The immediate impetus for publishing a special issue on erotic fairy tales came from a panel devoted to that topic at the 2005 annual meeting of the American Folklore Society (AFS). The four panelists who organized that session—Jeana Jorgensen, Sarah Lash, Linda J. Lee, and Adam Zolkover—were responding to a state of affairs that Jorgensen has recently articulated in an encyclopedia entry on “Erotic Tales”: “Although there is a wealth of scholarship available on fairy tales, little of it pertains explicitly to sexual identities and relations, despite the fact that erotic tales have long played a significant role in the literary tradition” (The Greenwood Encyclopedia of Folktales and Fairy Tales, ed. Donald Haase [Westport, CT: Greenwood Press, 2008] 1: 306).

Given developments in the study of fairy tales over the last forty years—in particular the attention that has been paid to gender and sexuality—it is not surprising that growing interest in the erotic fairy tale and in the erotics of the fairy tale has stimulated scholars to address these topics more explicitly. What is surprising, however, is that this arousal of interest has been so long in coming. While the field has certainly not been devoid of work engaging questions of erotic desire, fairy-tale studies in general has been slow to address the subject directly.

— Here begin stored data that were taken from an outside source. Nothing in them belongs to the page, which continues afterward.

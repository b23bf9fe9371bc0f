use std::path::Path;

use infer::Infer;

use crate::error::{EpubBuilderError, EpubError};

pub const MIMETYPE: &str = "application/epub+zip";
pub const OPF_MIME: &str = "application/oebps-package+xml";
pub const XHTML_MIME: &str = "application/xhtml+xml";
pub const NCX_MIME: &str = "application/x-dtbncx+xml";

pub const CONTAINER_NAMESPACE: &str = "urn:oasis:names:tc:opendocument:xmlns:container";
pub const OPF_NAMESPACE: &str = "http://www.idpf.org/2007/opf";
pub const DC_NAMESPACE: &str = "http://purl.org/dc/elements/1.1/";
pub const XHTML_NAMESPACE: &str = "http://www.w3.org/1999/xhtml";
pub const OPS_NAMESPACE: &str = "http://www.idpf.org/2007/ops";
pub const NCX_NAMESPACE: &str = "http://www.daisy.org/z3986/2005/ncx/";
pub const SVG_NAMESPACE: &str = "http://www.w3.org/2000/svg";
pub const XLINK_NAMESPACE: &str = "http://www.w3.org/1999/xlink";

/// Extension to media type table, covering the EPUB 3 core media types
const MEDIA_TABLE: &[(&str, &str)] = &[
    // images
    ("gif", "image/gif"),
    ("jpg", "image/jpeg"),
    ("jpeg", "image/jpeg"),
    ("png", "image/png"),
    ("svg", "image/svg+xml"),
    ("webp", "image/webp"),
    // documents
    ("html", XHTML_MIME),
    ("htm", XHTML_MIME),
    ("xhtml", XHTML_MIME),
    ("xht", XHTML_MIME),
    ("smil", "application/smil+xml"),
    ("pls", "application/pls+xml"),
    ("ncx", NCX_MIME),
    ("opf", OPF_MIME),
    // fonts
    ("otf", "font/otf"),
    ("ttf", "font/ttf"),
    ("ttc", "font/collection"),
    ("woff", "font/woff"),
    ("woff2", "font/woff2"),
    // audio and video
    ("mp3", "audio/mpeg"),
    ("m4a", "audio/mp4"),
    ("mp4", "video/mp4"),
    ("opus", "audio/ogg"),
    // styles and scripts
    ("css", "text/css"),
    ("js", "application/javascript"),
];

/// Derives an XML id candidate from a file path
///
/// Every character outside `[A-Za-z0-9:._-]` is replaced with `:`, and the
/// result is prefixed with `P_` when it does not start with a letter.
pub fn xml_identify(path: &str) -> String {
    let mut identifier: String = path
        .chars()
        .map(|char| match char {
            'A'..='Z' | 'a'..='z' | '0'..='9' | ':' | '.' | '_' | '-' => char,
            _ => ':',
        })
        .collect();

    if !identifier.starts_with(|char: char| char.is_ascii_alphabetic()) {
        identifier.insert_str(0, "P_");
    }

    identifier
}

/// Normalizes an archive-relative path
///
/// Backslashes are converted to slashes, and empty and `.` segments are removed,
/// which also drops leading slashes. Empty paths and paths containing a `..`
/// segment are rejected, since they can not be located inside the container.
pub fn normalize_path(path: &str) -> Result<String, EpubError> {
    let normalized = clean_path(path);

    if normalized.is_empty() || normalized.split('/').any(|segment| segment == "..") {
        return Err(EpubBuilderError::IllegalFilePath {
            path: path.to_string(),
        }
        .into());
    }

    Ok(normalized)
}

/// Returns the registry key a path refers to
///
/// Lookups go through the same normalization as registration. An illegal path
/// is returned cleaned but never matches a registered file.
pub fn lookup_path(path: &str) -> String {
    clean_path(path)
}

fn clean_path(path: &str) -> String {
    path.split(['/', '\\'])
        .filter(|segment| !segment.is_empty() && *segment != ".")
        .collect::<Vec<_>>()
        .join("/")
}

/// Computes the path of `target` relative to the directory `base_dir`
///
/// Both paths are archive-relative and use `/` as separator.
pub fn relative_path(base_dir: &str, target: &str) -> String {
    let base = base_dir
        .split('/')
        .filter(|segment| !segment.is_empty() && *segment != ".")
        .collect::<Vec<&str>>();
    let target = target
        .split('/')
        .filter(|segment| !segment.is_empty() && *segment != ".")
        .collect::<Vec<&str>>();

    // the last segment of the target is the file name and is never shared
    let common = base
        .iter()
        .zip(target.iter().take(target.len().saturating_sub(1)))
        .take_while(|(left, right)| left == right)
        .count();

    let mut segments = vec![".."; base.len() - common];
    segments.extend(&target[common..]);
    segments.join("/")
}

/// Returns the parent directory of an archive-relative path, `""` for top level files
pub fn parent_dir(path: &str) -> &str {
    match path.rfind('/') {
        Some(index) => &path[..index],
        None => "",
    }
}

/// Looks up the media type of a path in the extension table
pub fn mime_from_extension(path: &str) -> Option<&'static str> {
    let extension = Path::new(path).extension()?.to_string_lossy().to_lowercase();

    MEDIA_TABLE
        .iter()
        .find(|(ext, _)| *ext == extension)
        .map(|(_, mime)| *mime)
}

/// Infers the media type of a file
///
/// The extension table is consulted first; content sniffing is the fallback.
pub fn infer_mime(path: &str, binary: &[u8]) -> Option<String> {
    if let Some(mime) = mime_from_extension(path) {
        return Some(mime.to_string());
    }

    let extension = match Path::new(path).extension() {
        Some(ext) => ext.to_string_lossy().to_lowercase(),
        None => String::new(),
    };

    Infer::new()
        .get(binary)
        .map(|infer_mime| refine_mime_type(infer_mime.mime_type(), &extension))
}

/// Refine the mime type
///
/// Optimize mime types inferred from file content based on file extensions
fn refine_mime_type(infer_mime: &str, extension: &str) -> String {
    match (infer_mime, extension) {
        ("text/xml", "xhtml")
        | ("application/xml", "xhtml")
        | ("text/html", _)
        | ("text/xml", "xht")
        | ("application/xml", "xht") => XHTML_MIME.to_string(),

        ("text/xml", "opf") | ("application/xml", "opf") => OPF_MIME.to_string(),
        ("text/xml", "ncx") | ("application/xml", "ncx") => NCX_MIME.to_string(),

        ("application/zip", "epub") => MIMETYPE.to_string(),

        ("application/font-woff", _) => "font/woff".to_string(),
        ("application/font-sfnt", "otf") => "font/otf".to_string(),
        ("application/font-sfnt", _) => "font/ttf".to_string(),

        _ => infer_mime.to_string(),
    }
}
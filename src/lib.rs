//! Epub builder library
//!
//! A Rust library for assembling EPUB 3 eBook files from in-memory resources.
//!
//! The book is described as a plain data model: metadata entries, a registry of
//! files keyed by their path inside the container, a spine giving the reading
//! order and a table of contents tree. Writing the book generates the package
//! document, the navigation document and the container descriptor, and packs
//! everything into an OCF zip archive.
//!
//! ## Features
//!
//! - Build EPUB 3 containers with a `mimetype` entry readers can sniff.
//! - Generate unique manifest ids from file paths, including fallback chains.
//! - Generate the navigation document with table of contents, landmarks and page list.
//! - Optional EPUB 2 NCX for legacy reading systems.
//!
//! ## Quick Start
//!
//! ```rust, no_run
//! # fn main() -> Result<(), epubuilder::error::EpubError> {
//! use epubuilder::{Epub, File, Joint, Metadata, Section};
//!
//! let mut book = Epub::new();
//! book.add_metadata(Metadata::Title("Test Book".to_string()))
//!     .add_metadata(Metadata::Identifier("urn:uuid:0f9fd2a8-31ea-4d7e".to_string()));
//!
//! book.add_file("chap1.xhtml", File::new(b"<html>...</html>".to_vec()))?
//!     .add_spine(Joint::new("chap1.xhtml"))
//!     .add_section(Section::new("Chapter 1").with_href("chap1.xhtml"));
//!
//! book.write("path/to/book.epub")?;
//! # Ok(())
//! # }
//! ```
//!
//! ## Feature flags
//!
//! - `addons` (default): Enable [Epub::make_image_page], which reads image
//!   dimensions with the `image` crate.

pub(crate) mod utils;

pub mod builder;
pub mod error;
pub mod types;

pub use builder::{Epub, Files, WriteOptions};
pub use error::{EpubBuilderError, EpubError};
pub use types::{File, Joint, Metadata, Section, Toc};
//! Navigation Renderer
//!
//! Renders the table of contents tree into the EPUB 3 navigation document,
//! the legacy EPUB 2 NCX file and the in-book table of contents page.

use std::io::Cursor;

use log::{debug, warn};
use quick_xml::{
    Writer,
    events::{BytesDecl, BytesEnd, BytesStart, BytesText, Event},
};

use crate::{
    builder::XmlWriter,
    error::EpubError,
    types::{Section, Toc},
    utils::{NCX_NAMESPACE, OPS_NAMESPACE, XHTML_NAMESPACE},
};

/// Outlines rendered into the navigation document
pub(crate) struct Outlines<'a> {
    pub(crate) toc: &'a Toc,
    pub(crate) landmarks: &'a [Section],
    pub(crate) page_list: &'a [Section],
}

/// Creates the navigation document
///
/// The `toc` nav is always present; the `landmarks` and `page-list` navs are
/// only written when they contain sections.
///
/// ## Parameters
/// - `outlines`: The toc tree and the optional parallel outlines
/// - `title`: Title of the document head
/// - `language`: Language of the document
pub(crate) fn make_navigation_document(
    outlines: &Outlines,
    title: &str,
    language: &str,
) -> Result<Vec<u8>, EpubError> {
    if outlines.toc.is_empty() {
        warn!("The table of contents is empty, the navigation document lists nothing.");
    }

    let mut writer = Writer::new_with_indent(Cursor::new(Vec::new()), b' ', 2);

    make_html_start(&mut writer, title, language)?;
    writer.write_event(Event::Start(BytesStart::new("body")))?;

    writer.write_event(Event::Start(
        BytesStart::new("nav").with_attributes([("epub:type", "toc"), ("id", "toc")]),
    ))?;
    if let Some(toc_title) = &outlines.toc.title {
        make_text_element(&mut writer, "h1", toc_title)?;
    }
    make_nav_list(&mut writer, &outlines.toc.sections, false, false)?;
    writer.write_event(Event::End(BytesEnd::new("nav")))?;

    if !outlines.landmarks.is_empty() {
        writer.write_event(Event::Start(BytesStart::new("nav").with_attributes([
            ("epub:type", "landmarks"),
            ("id", "landmarks"),
        ])))?;
        make_nav_list(&mut writer, outlines.landmarks, false, false)?;
        writer.write_event(Event::End(BytesEnd::new("nav")))?;
    }

    if !outlines.page_list.is_empty() {
        writer.write_event(Event::Start(BytesStart::new("nav").with_attributes([
            ("epub:type", "page-list"),
            ("id", "page-list"),
            ("hidden", "hidden"),
        ])))?;
        make_nav_list(&mut writer, outlines.page_list, false, false)?;
        writer.write_event(Event::End(BytesEnd::new("nav")))?;
    }

    writer.write_event(Event::End(BytesEnd::new("body")))?;
    writer.write_event(Event::End(BytesEnd::new("html")))?;

    Ok(writer.into_inner().into_inner())
}

/// Creates an XHTML page listing the table of contents
///
/// Unlike the navigation document, hidden subsection lists are left out of the
/// page entirely, since the page is part of the reading order.
pub(crate) fn make_toc_page(
    toc: &Toc,
    title: &str,
    language: &str,
) -> Result<Vec<u8>, EpubError> {
    let mut writer = Writer::new_with_indent(Cursor::new(Vec::new()), b' ', 2);

    make_html_start(&mut writer, title, language)?;
    writer.write_event(Event::Start(BytesStart::new("body")))?;
    writer.write_event(Event::Start(
        BytesStart::new("section").with_attributes([("epub:type", "toc")]),
    ))?;

    make_text_element(&mut writer, "h1", title)?;
    make_nav_list(&mut writer, &toc.sections, false, true)?;

    writer.write_event(Event::End(BytesEnd::new("section")))?;
    writer.write_event(Event::End(BytesEnd::new("body")))?;
    writer.write_event(Event::End(BytesEnd::new("html")))?;

    Ok(writer.into_inner().into_inner())
}

/// Creates the legacy NCX document
///
/// ## Parameters
/// - `toc`: The toc tree
/// - `uid`: Value of the unique identifier of the publication
/// - `title`: The document title
/// - `language`: Language of the document
/// - `max_depth`: Number of levels rendered, at least one; all levels when `None`
pub(crate) fn make_ncx(
    toc: &Toc,
    uid: &str,
    title: &str,
    language: &str,
    max_depth: Option<usize>,
) -> Result<Vec<u8>, EpubError> {
    let mut writer = Writer::new_with_indent(Cursor::new(Vec::new()), b' ', 2);

    writer.write_event(Event::Decl(BytesDecl::new("1.0", Some("UTF-8"), None)))?;
    writer.write_event(Event::Start(BytesStart::new("ncx").with_attributes([
        ("xmlns", NCX_NAMESPACE),
        ("version", "2005-1"),
        ("xml:lang", language),
    ])))?;

    let max_depth = max_depth.unwrap_or(usize::MAX).max(1);
    let depth = toc.depth().min(max_depth).max(1).to_string();
    writer.write_event(Event::Start(BytesStart::new("head")))?;
    for (name, content) in [
        ("dtb:uid", uid),
        ("dtb:depth", depth.as_str()),
        ("dtb:totalPageCount", "0"),
        ("dtb:maxPageNumber", "0"),
    ] {
        writer.write_event(Event::Empty(
            BytesStart::new("meta").with_attributes([("name", name), ("content", content)]),
        ))?;
    }
    writer.write_event(Event::End(BytesEnd::new("head")))?;

    writer.write_event(Event::Start(BytesStart::new("docTitle")))?;
    make_text_element(&mut writer, "text", title)?;
    writer.write_event(Event::End(BytesEnd::new("docTitle")))?;

    writer.write_event(Event::Start(BytesStart::new("navMap")))?;
    let mut play_order = 0;
    make_nav_points(&mut writer, &toc.sections, max_depth, &mut play_order)?;
    writer.write_event(Event::End(BytesEnd::new("navMap")))?;

    writer.write_event(Event::End(BytesEnd::new("ncx")))?;

    debug!("rendered {} navigation points into the NCX", play_order);
    Ok(writer.into_inner().into_inner())
}

fn make_html_start(writer: &mut XmlWriter, title: &str, language: &str) -> Result<(), EpubError> {
    writer.write_event(Event::Decl(BytesDecl::new("1.0", Some("UTF-8"), None)))?;
    writer.write_event(Event::Start(BytesStart::new("html").with_attributes([
        ("xmlns", XHTML_NAMESPACE),
        ("xmlns:epub", OPS_NAMESPACE),
        ("xml:lang", language),
        ("lang", language),
    ])))?;

    writer.write_event(Event::Start(BytesStart::new("head")))?;
    make_text_element(writer, "title", title)?;
    writer.write_event(Event::End(BytesEnd::new("head")))?;

    Ok(())
}

fn make_text_element(writer: &mut XmlWriter, tag: &str, text: &str) -> Result<(), EpubError> {
    writer.write_event(Event::Start(BytesStart::new(tag)))?;
    writer.write_event(Event::Text(BytesText::new(text)))?;
    writer.write_event(Event::End(BytesEnd::new(tag)))?;

    Ok(())
}

/// Renders sections as a nested ordered list, depth first
///
/// `hidden` marks the list itself as hidden. When `skip_hidden` is set, lists
/// of subsections marked hidden are not rendered at all.
fn make_nav_list(
    writer: &mut XmlWriter,
    sections: &[Section],
    hidden: bool,
    skip_hidden: bool,
) -> Result<(), EpubError> {
    let mut list = BytesStart::new("ol");
    if hidden {
        list.push_attribute(("hidden", "hidden"));
    }
    writer.write_event(Event::Start(list))?;

    for section in sections {
        writer.write_event(Event::Start(BytesStart::new("li")))?;

        if let Some(href) = &section.href {
            let mut anchor = BytesStart::new("a");
            if let Some(epub_type) = &section.epub_type {
                anchor.push_attribute(("epub:type", epub_type.as_str()));
            }
            anchor.push_attribute(("href", href.as_str()));

            writer.write_event(Event::Start(anchor))?;
            writer.write_event(Event::Text(BytesText::new(section.title.as_str())))?;
            writer.write_event(Event::End(BytesEnd::new("a")))?;
        } else {
            make_text_element(writer, "span", &section.title)?;
        }

        let sub_hidden = section.hidden == Some(true);
        if !section.subsections.is_empty() && !(sub_hidden && skip_hidden) {
            make_nav_list(writer, &section.subsections, sub_hidden, skip_hidden)?;
        }

        writer.write_event(Event::End(BytesEnd::new("li")))?;
    }

    writer.write_event(Event::End(BytesEnd::new("ol")))?;

    Ok(())
}

/// Renders sections as nested `navPoint` elements with sequential play order
///
/// A section without href points at its first descendant with one; a subtree
/// without any href is skipped. `levels` counts the levels still to render.
fn make_nav_points(
    writer: &mut XmlWriter,
    sections: &[Section],
    levels: usize,
    play_order: &mut usize,
) -> Result<(), EpubError> {
    for section in sections {
        let Some(src) = section.first_href() else {
            debug!("skipping '{}' in the NCX: no linked section", section.title);
            continue;
        };

        *play_order += 1;
        let id = format!("navPoint-{}", play_order);
        let order = play_order.to_string();

        writer.write_event(Event::Start(BytesStart::new("navPoint").with_attributes([
            ("id", id.as_str()),
            ("playOrder", order.as_str()),
        ])))?;

        writer.write_event(Event::Start(BytesStart::new("navLabel")))?;
        make_text_element(writer, "text", &section.title)?;
        writer.write_event(Event::End(BytesEnd::new("navLabel")))?;

        writer.write_event(Event::Empty(
            BytesStart::new("content").with_attributes([("src", src)]),
        ))?;

        if levels > 1 {
            make_nav_points(writer, &section.subsections, levels - 1, play_order)?;
        }

        writer.write_event(Event::End(BytesEnd::new("navPoint")))?;
    }

    Ok(())
}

Still, promising developments are evident. In taking our lead from the AFS panel and developing this special issue, we encountered other scholars who were producing important research on erotic tales. That work is represented in the pages that follow. Cristina Bacchilega’s preface frames the topic and the contributions to this special issue in more detail. The editors offer this issue of Marvels & Tales in the hope that it will generate fruitful discussion and new work. [End Page 11]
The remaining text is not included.